Carlos Renato Moreira Maia1, Breno Córdova Matte, Henrique Tschoepke Ludwig, Luis Augusto Rohde.   

Abstract

OBJECTIVE: To assess ADHD symptoms after switching from Methylphenidate Immediate-release (MPH-IR) to Methylphenidate Spheroidal Oral Drug Absorption System (MPH-SODAS) in clinically stable patients with ADHD and to identify predictors of dissatisfaction with MPH-SODAS.
METHODS: This is an 8-week open clinical trial. Patients were assigned to MPH-SODAS according to their pre-study dose of MPH-IR. Assessments at baseline were conducted using the Swanson, Nolan, and Pelham-IV Questionnaire (SNAP-IV), and the Barkley's Side Effect Rating Scale (SERS). Potentials predictors of treatment response were evaluated.
RESULTS: From 62 patients, 47 completed the protocol. There was no significant change in the total score at the SNAP-IV (F (1,51.26) = 0.01; P = 0.91) and its subscales scores during the trial. Although no significant effect on the SERS total score (F (1,111.49) = 0.75; P = 0.39) was found, one adult patient with a previous cardiovascular condition presented a hemorrhagic cerebral vascular accident resulting in her obit. Overall, 46 (74.2%) patients reported to be satisfied. No factor assessed predicted dissatisfaction in univariated analyses.

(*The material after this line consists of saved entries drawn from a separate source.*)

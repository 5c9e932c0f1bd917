//! # brick-hal
//!
//! Hardware layer of the brick.
//!
//! | Module | Contents |
//! |---|---|
//! | [`i2c`] | [`BusCommunicator`], the serialized gate in front of the shared bus |
//! | [`motor`], [`sensor`], [`encoder`], [`battery`], [`pwm_capture`] | bus and device-file drivers |
//! | [`sensor3d`], [`keys`] | input-event devices |
//! | [`led`], [`gamepad`], [`display`] | user-facing peripherals |
//! | [`telemetry_worker`] | out-of-process line detector |
//! | [`config`] | TOML board description |
//! | [`registry`] | [`Brick`], the owner of all of the above |

pub mod battery;
pub mod config;
pub mod display;
pub mod encoder;
pub mod gamepad;
pub mod i2c;
mod input;
pub mod keys;
pub mod led;
pub mod motor;
pub mod pwm_capture;
pub mod registry;
pub mod sensor;
pub mod sensor3d;
pub mod telemetry_worker;

#[cfg(test)]
mod testing;

pub use config::BrickConfig;
pub use display::{Display, DisplaySurface, HeadlessSurface};
pub use i2c::{BusCommunicator, BusTransaction, BusTransport};
pub use motor::Motor;
pub use registry::{Brick, BrickBuilder};
pub use sensor::Sensor;
pub use telemetry_worker::TelemetryWorker;
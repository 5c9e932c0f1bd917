//! Display facade.
//!
//! Rendering belongs to an external [`DisplaySurface`]; the brick only tracks
//! whether something is shown so that [`Brick::stop`](crate::Brick::stop) can
//! hide it.

use std::path::Path;
use std::sync::Mutex;
use std::sync::PoisonError;

use tracing::debug;

/// Renderer the display delegates to.
pub trait DisplaySurface: Send + Sync {
    fn show_image(&self, path: &Path);

    fn add_label(&self, text: &str, x: i32, y: i32);

    fn clear(&self);

    fn hide(&self);
}

/// Surface used when no renderer is attached.  Calls are only logged.
#[derive(Debug, Default)]
pub struct HeadlessSurface;

impl DisplaySurface for HeadlessSurface {
    fn show_image(&self, path: &Path) {
        debug!(path = %path.display(), "headless display: image");
    }

    fn add_label(&self, text: &str, x: i32, y: i32) {
        debug!(text, x, y, "headless display: label");
    }

    fn clear(&self) {}

    fn hide(&self) {}
}

pub struct Display {
    surface: Box<dyn DisplaySurface>,
    visible: Mutex<bool>,
}

impl Display {
    pub fn new(surface: Box<dyn DisplaySurface>) -> Self {
        Self {
            surface,
            visible: Mutex::new(false),
        }
    }

    pub fn show_image(&self, path: impl AsRef<Path>) {
        let mut visible = self.visible.lock().unwrap_or_else(PoisonError::into_inner);
        self.surface.show_image(path.as_ref());
        *visible = true;
    }

    pub fn add_label(&self, text: &str, x: i32, y: i32) {
        let mut visible = self.visible.lock().unwrap_or_else(PoisonError::into_inner);
        self.surface.add_label(text, x, y);
        *visible = true;
    }

    /// Remove all content; the surface stays up.
    pub fn clear(&self) {
        let _visible = self.visible.lock().unwrap_or_else(PoisonError::into_inner);
        self.surface.clear();
    }

    /// Take the surface down.  Hiding an already hidden display does nothing.
    pub fn hide(&self) {
        let mut visible = self.visible.lock().unwrap_or_else(PoisonError::into_inner);
        if *visible {
            self.surface.clear();
            self.surface.hide();
            *visible = false;
        }
    }

    pub fn is_visible(&self) -> bool {
        *self.visible.lock().unwrap_or_else(PoisonError::into_inner)
    }
}

#[cfg(test)]
mod tests {
    use super::*;
    use crate::testing::RecordingSurface;

    #[test]
    fn showing_content_makes_display_visible() {
        let surface = RecordingSurface::new();
        let display = Display::new(Box::new(surface.clone()));
        assert!(!display.is_visible());

        display.add_label("hello", 10, 20);
        display.show_image("/tmp/logo.png");
        assert!(display.is_visible());
        assert_eq!(
            surface.calls(),
            vec!["label hello 10 20".to_string(), "image /tmp/logo.png".to_string()]
        );
    }

    #[test]
    fn hide_is_idempotent() {
        let surface = RecordingSurface::new();
        let display = Display::new(Box::new(surface.clone()));
        display.show_image("a.png");

        display.hide();
        display.hide();
        assert!(!display.is_visible());
        assert_eq!(surface.calls().iter().filter(|c| *c == "hide").count(), 1);
    }
}
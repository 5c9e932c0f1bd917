//! `brick-runtime` – script execution for the brick.
//!
//! # Modules
//!
//! - [`engine`] – the [`ScriptEngine`] boundary, its cooperative
//!   [`AbortSignal`], and [`ProcessScriptEngine`], which pipes code into an
//!   external interpreter.
//! - [`runner`] – [`ScriptRunner`]: one worker thread draining a queue of
//!   scripts, toggling the brick's event-driven mode around each run and
//!   publishing lifecycle events on the brick's event bus.
//! - [`telemetry`] – [`init_tracing`]: global `tracing` subscriber with an
//!   optional OTLP span exporter.

pub mod engine;
pub mod runner;
pub mod telemetry;

pub use engine::{AbortSignal, ProcessScriptEngine, ScriptEngine};
pub use runner::{ScriptOrigin, ScriptRunner};
pub use telemetry::{TracerProviderGuard, init_tracing};
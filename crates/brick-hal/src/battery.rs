//! Battery voltage monitor.

use std::sync::Arc;
use std::sync::atomic::{AtomicU64, Ordering};

use crate::config::BatteryConfig;
use crate::i2c::BusCommunicator;

/// Full-scale value of the 10-bit ADC.
const ADC_FULL_SCALE: f64 = 1023.0;
/// ADC reference voltage.
const ADC_REFERENCE_VOLTS: f64 = 3.3;
/// Resistor divider between the battery and the ADC pin (7.15k over 2.37k).
const DIVIDER_RATIO: f64 = (7.15 + 2.37) / 2.37;

/// Battery monitor sampled over the shared bus.
pub struct Battery {
    bus: Arc<BusCommunicator>,
    address: u16,
    command: u8,
    last_volts: AtomicU64,
}

impl Battery {
    pub fn new(bus: Arc<BusCommunicator>, address: u16, config: &BatteryConfig) -> Self {
        Self {
            bus,
            address,
            command: config.command,
            last_volts: AtomicU64::new(0f64.to_bits()),
        }
    }

    /// Battery voltage in volts; the last known value on bus failure.
    pub fn read_voltage(&self) -> f64 {
        if let Ok(raw) = self.bus.read_u16(self.address, self.command) {
            let volts = f64::from(raw) / ADC_FULL_SCALE * ADC_REFERENCE_VOLTS * DIVIDER_RATIO;
            self.last_volts.store(volts.to_bits(), Ordering::SeqCst);
        }
        f64::from_bits(self.last_volts.load(Ordering::SeqCst))
    }
}
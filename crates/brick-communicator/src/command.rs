//! Text commands accepted on the command socket.
//!
//! Prefixes are checked in a fixed order and matched literally, without
//! trimming:
//!
//! | Order | Input | Command |
//! |---|---|---|
//! | 1 | `keepalive…` | [`Command::Keepalive`] |
//! | 2 | `file:<name>:<contents>` | [`Command::WriteFile`] |
//! | 3 | `run:<path>` | [`Command::RunFile`] |
//! | 4 | `stop` (exactly) | [`Command::Stop`] |
//! | 5 | `direct:<code>` | [`Command::RunDirect`] |
//! | 6 | anything else | [`Command::Unknown`] |

use brick_types::BrickError;

const KEEPALIVE: &str = "keepalive";
const FILE: &str = "file:";
const RUN: &str = "run:";
const STOP: &str = "stop";
const DIRECT: &str = "direct:";

#[derive(Debug, Clone, PartialEq, Eq)]
pub enum Command {
    Keepalive,
    WriteFile { name: String, contents: String },
    RunFile { path: String },
    Stop,
    RunDirect { code: String },
    Unknown,
}

impl Command {
    /// Decode one received message.
    ///
    /// # Errors
    ///
    /// Returns [`BrickError::Protocol`] for a `file:` command with no
    /// separator between name and contents.
    pub fn parse(raw: &str) -> Result<Self, BrickError> {
        if raw.starts_with(KEEPALIVE) {
            return Ok(Command::Keepalive);
        }
        if let Some(rest) = raw.strip_prefix(FILE) {
            let (name, contents) = rest.split_once(':').ok_or_else(|| {
                BrickError::Protocol(format!("malformed 'file' command: missing ':' after name in {rest:?}"))
            })?;
            return Ok(Command::WriteFile {
                name: name.to_string(),
                contents: contents.to_string(),
            });
        }
        if let Some(path) = raw.strip_prefix(RUN) {
            return Ok(Command::RunFile {
                path: path.to_string(),
            });
        }
        if raw == STOP {
            return Ok(Command::Stop);
        }
        if let Some(code) = raw.strip_prefix(DIRECT) {
            return Ok(Command::RunDirect {
                code: code.to_string(),
            });
        }
        Ok(Command::Unknown)
    }

    /// Whether this is a heartbeat, which is kept out of normal logs.
    pub fn is_keepalive(&self) -> bool {
        matches!(self, Command::Keepalive)
    }
}

#[cfg(test)]
mod tests {
    use super::*;

    #[test]
    fn file_command_splits_at_first_colon() {
        assert_eq!(
            Command::parse("file:foo.txt:hello").unwrap(),
            Command::WriteFile {
                name: "foo.txt".to_string(),
                contents: "hello".to_string()
            }
        );
        assert_eq!(
            Command::parse("file:a.js:var x = {a: 1};").unwrap(),
            Command::WriteFile {
                name: "a.js".to_string(),
                contents: "var x = {a: 1};".to_string()
            }
        );
    }

    #[test]
    fn file_command_without_separator_is_malformed() {
        assert!(matches!(
            Command::parse("file:foo.txt"),
            Err(BrickError::Protocol(_))
        ));
    }

    #[test]
    fn prefixes_follow_precedence() {
        assert_eq!(Command::parse("keepalive").unwrap(), Command::Keepalive);
        assert_eq!(Command::parse("keepalive:file:x:y").unwrap(), Command::Keepalive);
        assert_eq!(
            Command::parse("run:foo.js").unwrap(),
            Command::RunFile {
                path: "foo.js".to_string()
            }
        );
        assert_eq!(
            Command::parse("direct:brick.stop()").unwrap(),
            Command::RunDirect {
                code: "brick.stop()".to_string()
            }
        );
        assert_eq!(Command::parse("stop").unwrap(), Command::Stop);
    }

    #[test]
    fn stop_must_match_exactly() {
        assert_eq!(Command::parse("stop\n").unwrap(), Command::Unknown);
        assert_eq!(Command::parse("stopped").unwrap(), Command::Unknown);
        assert_eq!(Command::parse("").unwrap(), Command::Unknown);
        assert_eq!(Command::parse("runfoo").unwrap(), Command::Unknown);
    }
}
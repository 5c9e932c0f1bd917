//! [`Brick`] – owner of every device on the board.
//!
//! The brick is built once from a [`BrickConfig`].  Construction runs the
//! configured init script, opens the shared bus and then builds each device.
//! A device whose construction fails is logged, reported as a
//! [`EventPayload::HardwareFault`] and left out; the rest of the board still
//! comes up.
//!
//! Lookups are capability queries: an unknown port yields `None`.
//!
//! # Teardown
//!
//! Devices are dropped in field order.  Thread-owning devices (line sensor,
//! gamepad, input readers) go first, bus-backed ones next, and the
//! [`BusCommunicator`] they share last.

use std::collections::BTreeMap;
use std::process::Command;
use std::sync::atomic::{AtomicBool, Ordering};
use std::sync::{Arc, Condvar, Mutex, PoisonError};
use std::thread;
use std::time::{Duration, Instant};

use brick_middleware::EventBus;
use brick_types::{BrickError, EventPayload, MotorType, SensorType};
use tracing::{debug, error, info, warn};

use crate::battery::Battery;
use crate::config::BrickConfig;
use crate::display::{Display, DisplaySurface, HeadlessSurface};
use crate::encoder::Encoder;
use crate::gamepad::Gamepad;
use crate::i2c::{BusCommunicator, BusTransport};
use crate::keys::Keys;
use crate::led::Led;
use crate::motor::{Motor, PowerMotor, ServoMotor};
use crate::pwm_capture::PwmCapture;
use crate::sensor::{AnalogSensor, DigitalSensor, Sensor};
use crate::sensor3d::ThreeAxisSensor;
use crate::telemetry_worker::TelemetryWorker;

const SOURCE: &str = "brick-hal::registry";

#[derive(Debug, Default)]
struct WaitState {
    wakeups: u64,
    waiters: usize,
}

/// Builder for [`Brick`], used to swap in transports and renderers.
pub struct BrickBuilder {
    config: BrickConfig,
    transport: Option<Box<dyn BusTransport>>,
    surface: Option<Box<dyn DisplaySurface>>,
    events: Option<EventBus>,
}

impl BrickBuilder {
    /// Use `transport` instead of opening the configured bus device.
    pub fn with_bus_transport(mut self, transport: Box<dyn BusTransport>) -> Self {
        self.transport = Some(transport);
        self
    }

    /// Render the display through `surface`.  Defaults to a headless surface.
    pub fn with_display_surface(mut self, surface: Box<dyn DisplaySurface>) -> Self {
        self.surface = Some(surface);
        self
    }

    /// Publish brick events on an existing bus.
    pub fn with_event_bus(mut self, events: EventBus) -> Self {
        self.events = Some(events);
        self
    }

    /// Run the init script and construct every configured device.
    pub fn build(self) -> Brick {
        let config = self.config;
        let events = self.events.unwrap_or_default();

        if let Some(script) = &config.init_script {
            run_init_script(script);
        }

        let bus = Arc::new(match self.transport {
            Some(transport) => BusCommunicator::new(transport),
            None => BusCommunicator::open(&config.bus.path),
        });
        let mut devices = DeviceSet::new(&events);
        let address = config.bus.device_id;

        let mut motors: BTreeMap<String, Box<dyn Motor>> = BTreeMap::new();
        for (port, cfg) in &config.power_motors {
            let motor = PowerMotor::new(port, Arc::clone(&bus), address, cfg);
            devices.insert_unique(&mut motors, port, Ok(Box::new(motor) as Box<dyn Motor>));
        }
        for (port, cfg) in &config.servo_motors {
            let motor = config
                .motor_type(port, &cfg.motor_type)
                .and_then(|calibration| ServoMotor::new(port, cfg, calibration))
                .map(|m| Box::new(m) as Box<dyn Motor>);
            devices.insert_unique(&mut motors, port, motor);
        }

        let mut pwm_captures = BTreeMap::new();
        for (port, cfg) in &config.pwm_captures {
            devices.insert_unique(&mut pwm_captures, port, PwmCapture::new(port, cfg));
        }

        let mut sensors: BTreeMap<String, Box<dyn Sensor>> = BTreeMap::new();
        for (port, cfg) in &config.analog_sensors {
            let sensor = AnalogSensor::new(port, Arc::clone(&bus), address, cfg);
            devices.insert_unique(&mut sensors, port, Ok(Box::new(sensor) as Box<dyn Sensor>));
        }
        for (port, cfg) in &config.sensors {
            let sensor = config
                .sensor_type(port, &cfg.sensor_type)
                .and_then(|range| DigitalSensor::new(port, cfg, range))
                .map(|s| Box::new(s) as Box<dyn Sensor>);
            devices.insert_unique(&mut sensors, port, sensor);
        }

        let encoders = config
            .encoders
            .iter()
            .map(|(port, cfg)| {
                let encoder = Encoder::new(port, Arc::clone(&bus), address, cfg);
                (port.clone(), encoder)
            })
            .collect();
        let battery = config
            .battery
            .as_ref()
            .map(|cfg| Battery::new(Arc::clone(&bus), address, cfg));

        let led = config
            .led
            .as_ref()
            .and_then(|cfg| devices.optional("led", Led::new(cfg)));
        let accelerometer = config.accelerometer.as_ref().and_then(|cfg| {
            devices.optional("accelerometer", ThreeAxisSensor::new("accelerometer", cfg))
        });
        let gyroscope = config
            .gyroscope
            .as_ref()
            .and_then(|cfg| devices.optional("gyroscope", ThreeAxisSensor::new("gyroscope", cfg)));
        let keys = config
            .keys
            .as_ref()
            .and_then(|cfg| devices.optional("keys", Keys::new(cfg)));
        let gamepad = config
            .gamepad
            .as_ref()
            .and_then(|cfg| devices.optional("gamepad", Gamepad::new(cfg)));
        let line_sensor = config.line_sensor.as_ref().and_then(|cfg| {
            devices.optional("line_sensor", TelemetryWorker::spawn("line_sensor", cfg))
        });

        let display = Display::new(self.surface.unwrap_or_else(|| Box::new(HeadlessSurface)));

        info!(
            motors = motors.len(),
            sensors = sensors.len(),
            failed = devices.failed,
            "brick ready"
        );

        Brick {
            line_sensor,
            gamepad,
            keys,
            accelerometer,
            gyroscope,
            display,
            led,
            motors,
            pwm_captures,
            sensors,
            encoders,
            battery,
            bus,
            wait_state: Mutex::new(WaitState::default()),
            wake: Condvar::new(),
            event_driven: AtomicBool::new(false),
            events,
        }
    }
}

/// Bookkeeping for device construction failures.
struct DeviceSet<'a> {
    events: &'a EventBus,
    failed: usize,
}

impl<'a> DeviceSet<'a> {
    fn new(events: &'a EventBus) -> Self {
        Self { events, failed: 0 }
    }

    fn report(&mut self, device: &str, err: &BrickError) {
        self.failed += 1;
        error!(device, error = %err, "device not available");
        self.events.publish(
            SOURCE,
            EventPayload::HardwareFault {
                component: device.to_string(),
                message: err.to_string(),
            },
        );
    }

    fn optional<T>(&mut self, device: &str, built: Result<T, BrickError>) -> Option<T> {
        built.map_err(|e| self.report(device, &e)).ok()
    }

    /// Insert into a category keyed by port; a second device on the same port
    /// is rejected.
    fn insert_unique<T>(
        &mut self,
        category: &mut BTreeMap<String, T>,
        port: &str,
        built: Result<T, BrickError>,
    ) {
        let built = built.and_then(|device| {
            if category.contains_key(port) {
                Err(BrickError::config(port, "port already in use"))
            } else {
                Ok(device)
            }
        });
        if let Some(device) = self.optional(port, built) {
            category.insert(port.to_string(), device);
        }
    }
}

fn run_init_script(script: &str) {
    match Command::new("sh").arg("-c").arg(script).status() {
        Ok(status) if status.success() => debug!(script, "init script finished"),
        Ok(status) => warn!(script, %status, "init script failed"),
        Err(e) => warn!(script, error = %e, "cannot run init script"),
    }
}

/// The device registry.
///
/// Shared as `Arc<Brick>` between the script runner, the command server and
/// anything else that needs the hardware.
pub struct Brick {
    line_sensor: Option<TelemetryWorker>,
    gamepad: Option<Gamepad>,
    keys: Option<Keys>,
    accelerometer: Option<ThreeAxisSensor>,
    gyroscope: Option<ThreeAxisSensor>,
    display: Display,
    led: Option<Led>,
    motors: BTreeMap<String, Box<dyn Motor>>,
    pwm_captures: BTreeMap<String, PwmCapture>,
    sensors: BTreeMap<String, Box<dyn Sensor>>,
    encoders: BTreeMap<String, Encoder>,
    battery: Option<Battery>,
    bus: Arc<BusCommunicator>,
    wait_state: Mutex<WaitState>,
    wake: Condvar,
    event_driven: AtomicBool,
    events: EventBus,
}

impl Brick {
    /// Start configuring a brick; see [`BrickBuilder`].
    pub fn builder(config: BrickConfig) -> BrickBuilder {
        BrickBuilder {
            config,
            transport: None,
            surface: None,
            events: None,
        }
    }

    /// Build a brick on the configured bus with a headless display.
    pub fn new(config: BrickConfig) -> Self {
        Self::builder(config).build()
    }

    // ── Lookup ─────────────────────────────────────────────────────────────
    //
    // Every lookup returns `None` for a port (or device) that is not
    // configured or failed to come up.

    /// Motor of either family on `port`.
    pub fn motor(&self, port: &str) -> Option<&dyn Motor> {
        self.motors.get(port).map(|m| m.as_ref())
    }

    /// PWM capture channel on `port`.
    pub fn pwm_capture(&self, port: &str) -> Option<&PwmCapture> {
        self.pwm_captures.get(port)
    }

    /// Analog or digital sensor on `port`.
    pub fn sensor(&self, port: &str) -> Option<&dyn Sensor> {
        self.sensors.get(port).map(|s| s.as_ref())
    }

    /// Encoder on `port`.
    pub fn encoder(&self, port: &str) -> Option<&Encoder> {
        self.encoders.get(port)
    }

    /// Battery monitor, if configured.
    pub fn battery(&self) -> Option<&Battery> {
        self.battery.as_ref()
    }

    /// Accelerometer, if configured and readable.
    pub fn accelerometer(&self) -> Option<&ThreeAxisSensor> {
        self.accelerometer.as_ref()
    }

    /// Gyroscope, if configured and readable.
    pub fn gyroscope(&self) -> Option<&ThreeAxisSensor> {
        self.gyroscope.as_ref()
    }

    /// Board keys, if configured.
    pub fn keys(&self) -> Option<&Keys> {
        self.keys.as_ref()
    }

    /// Status LED, if configured.
    pub fn led(&self) -> Option<&Led> {
        self.led.as_ref()
    }

    /// Remote gamepad listener, if configured.
    pub fn gamepad(&self) -> Option<&Gamepad> {
        self.gamepad.as_ref()
    }

    /// The display.  Always present; headless unless a surface was given.
    pub fn display(&self) -> &Display {
        &self.display
    }

    /// Vision line sensor, if its detector started.
    pub fn line_sensor(&self) -> Option<&TelemetryWorker> {
        self.line_sensor.as_ref()
    }

    /// Ports of the motors of one family, in port order.
    pub fn motor_ports(&self, motor_type: MotorType) -> Vec<String> {
        self.motors
            .values()
            .filter(|m| m.motor_type() == motor_type)
            .map(|m| m.port().to_string())
            .collect()
    }

    /// Ports of the sensors of one family, in port order.
    pub fn sensor_ports(&self, sensor_type: SensorType) -> Vec<String> {
        self.sensors
            .values()
            .filter(|s| s.sensor_type() == sensor_type)
            .map(|s| s.port().to_string())
            .collect()
    }

    /// Encoder ports, in port order.
    pub fn encoder_ports(&self) -> Vec<String> {
        self.encoders.keys().cloned().collect()
    }

    /// PWM capture ports, in port order.
    pub fn pwm_capture_ports(&self) -> Vec<String> {
        self.pwm_captures.keys().cloned().collect()
    }

    /// The communicator shared by every bus-backed device.
    pub fn bus(&self) -> &Arc<BusCommunicator> {
        &self.bus
    }

    /// Bus carrying this brick's events.
    pub fn event_bus(&self) -> &EventBus {
        &self.events
    }

    // ── Control ────────────────────────────────────────────────────────────

    /// Emergency halt: power off every motor, turn the LED red, hide the
    /// display and release any pending [`wait`](Self::wait).
    ///
    /// Idempotent and callable from any thread.
    pub fn stop(&self) {
        for motor in self.motors.values() {
            motor.power_off();
        }
        if let Some(led) = &self.led {
            led.red();
        }
        self.display.hide();
        self.stop_waiting();
        info!("brick stopped");
        self.events.publish(SOURCE, EventPayload::BrickStopped);
    }

    /// Block the calling thread for `duration`, or until
    /// [`stop_waiting`](Self::stop_waiting) is called from elsewhere.
    pub fn wait(&self, duration: Duration) {
        let deadline = Instant::now() + duration;
        let mut state = self.wait_state.lock().unwrap_or_else(PoisonError::into_inner);
        let seen = state.wakeups;
        state.waiters += 1;
        while state.wakeups == seen {
            let now = Instant::now();
            if now >= deadline {
                break;
            }
            let (guard, _) = self
                .wake
                .wait_timeout(state, deadline - now)
                .unwrap_or_else(PoisonError::into_inner);
            state = guard;
        }
        state.waiters -= 1;
    }

    /// Release every thread currently inside [`wait`](Self::wait).  Does
    /// nothing when nobody waits.
    pub fn stop_waiting(&self) {
        let mut state = self.wait_state.lock().unwrap_or_else(PoisonError::into_inner);
        if state.waiters > 0 {
            state.wakeups = state.wakeups.wrapping_add(1);
            self.wake.notify_all();
        }
    }

    /// Mark the board as driven by a script.
    pub fn run(&self) {
        self.event_driven.store(true, Ordering::SeqCst);
    }

    /// Hand the board back to interactive control.
    pub fn reset_event_driven_mode(&self) {
        self.event_driven.store(false, Ordering::SeqCst);
    }

    pub fn is_in_event_driven_mode(&self) -> bool {
        self.event_driven.load(Ordering::SeqCst)
    }

    /// Ask the hosting process to shut down.  The brick itself keeps running.
    pub fn quit(&self) {
        info!("quit requested");
        self.events.publish(SOURCE, EventPayload::Quit);
    }

    /// Milliseconds since the Unix epoch.
    pub fn time(&self) -> i64 {
        chrono::Utc::now().timestamp_millis()
    }

    /// Start `command` through `sh -c` without waiting for it.
    ///
    /// # Errors
    ///
    /// Returns [`BrickError::Process`] when the shell cannot be started.
    pub fn system(&self, command: &str) -> Result<(), BrickError> {
        let mut child = Command::new("sh")
            .arg("-c")
            .arg(command)
            .spawn()
            .map_err(|e| BrickError::Process {
                sensor: "system".to_string(),
                details: format!("cannot run '{command}': {e}"),
            })?;
        debug!(command, pid = child.id(), "system command started");
        // Reap in the background so the child never lingers as a zombie.
        thread::spawn(move || child.wait());
        Ok(())
    }
}

impl Drop for Brick {
    fn drop(&mut self) {
        debug!("brick shutting down");
    }
}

CONCLUSION: Results suggested that switching from MPH-IR to MPH-SODAS did not affect stabilization of ADHD symptoms in the majority of patients. MPH prescription in patients with previous cardiovascular conditions must be extremely careful. Further studies with long-acting MPH including larger samples and patients not responsive to MPH-IR are needed especially in countries outside the US.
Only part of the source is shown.